— RECORDS SHOWN —
■ ■ ■ ■ ■ ■ ■
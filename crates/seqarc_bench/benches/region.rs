//! Region edit benchmarks.

use criterion::{black_box, criterion_group, criterion_main, BenchmarkId, Criterion, Throughput};
use seqarc_bench::{archived_region, random_sequence};
use seqarc_core::Region;

const REGION_LEN: usize = 1_000_000;

/// Benchmark chunking raw content into a region.
fn bench_chunking(c: &mut Criterion) {
    let mut group = c.benchmark_group("chunking");
    let content = random_sequence(REGION_LEN);

    for capacity in [1_000usize, 10_000, 100_000].iter() {
        group.throughput(Throughput::Bytes(REGION_LEN as u64));
        group.bench_with_input(
            BenchmarkId::from_parameter(capacity),
            capacity,
            |b, &capacity| {
                b.iter(|| {
                    let region =
                        Region::from_content(None, "bench", capacity, black_box(&content)).unwrap();
                    black_box(region.segment_count());
                });
            },
        );
    }
    group.finish();
}

/// Benchmark a size-preserving edit in the middle of an archived region.
fn bench_overwrite(c: &mut Criterion) {
    let mut group = c.benchmark_group("overwrite");

    for capacity in [1_000usize, 10_000].iter() {
        group.bench_with_input(
            BenchmarkId::from_parameter(capacity),
            capacity,
            |b, &capacity| {
                let (mut region, mut store) = archived_region(REGION_LEN, capacity);
                let patch = random_sequence(64);
                let at = (REGION_LEN / 2) as i64;

                b.iter(|| {
                    region
                        .write(&mut store, black_box(&patch), at..at + 64)
                        .unwrap();
                });
            },
        );
    }
    group.finish();
}

/// Benchmark an insertion that shifts every following segment.
fn bench_insert(c: &mut Criterion) {
    let mut group = c.benchmark_group("insert");
    group.sample_size(20);

    for len in [10_000usize, 100_000].iter() {
        group.bench_with_input(BenchmarkId::from_parameter(len), len, |b, &len| {
            let patch = random_sequence(16);
            b.iter_with_setup(
                || archived_region(len, 1_000),
                |(mut region, mut store)| {
                    region.write(&mut store, black_box(&patch), 5..5).unwrap();
                    black_box(region.size());
                },
            );
        });
    }
    group.finish();
}

/// Benchmark reading a slice from archived segments.
fn bench_read(c: &mut Criterion) {
    let mut group = c.benchmark_group("read");
    let (region, store) = archived_region(REGION_LEN, 10_000);

    for span in [100i64, 10_000, 100_000].iter() {
        group.throughput(Throughput::Bytes(*span as u64));
        group.bench_with_input(BenchmarkId::from_parameter(span), span, |b, &span| {
            b.iter(|| {
                let data = region.read(&store, black_box(1_000..1_000 + span)).unwrap();
                black_box(data);
            });
        });
    }
    group.finish();
}

criterion_group!(benches, bench_chunking, bench_overwrite, bench_insert, bench_read);
criterion_main!(benches);
//! Error types for storage operations.

use std::io;
use thiserror::Error;

/// Result type for storage operations.
pub type StorageResult<T> = Result<T, StorageError>;

/// Errors raised by storage backends.
#[derive(Debug, Error)]
pub enum StorageError {
    /// An I/O error occurred.
    #[error("I/O error: {0}")]
    Io(#[from] io::Error),

    /// Attempted to read beyond the end of the log.
    #[error("read beyond end of storage: offset {offset}, len {len}, size {size}")]
    ReadPastEnd {
        /// The requested read offset.
        offset: u64,
        /// The requested read length.
        len: usize,
        /// The current log size.
        size: u64,
    },

    /// A truncation was asked to grow the log.
    #[error("cannot truncate to {requested} bytes, log is only {size} bytes")]
    TruncateBeyondEnd {
        /// The requested size.
        requested: u64,
        /// The current log size.
        size: u64,
    },
}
■ ■ ■ ■ ■ ■ ■
— PROBLEM REQUIREMENTS —
If a line in the entries above has the word "operations", copy it.

— EXPECTED OUTPUT —
//! Error types for storage operations.
/// Result type for storage operations.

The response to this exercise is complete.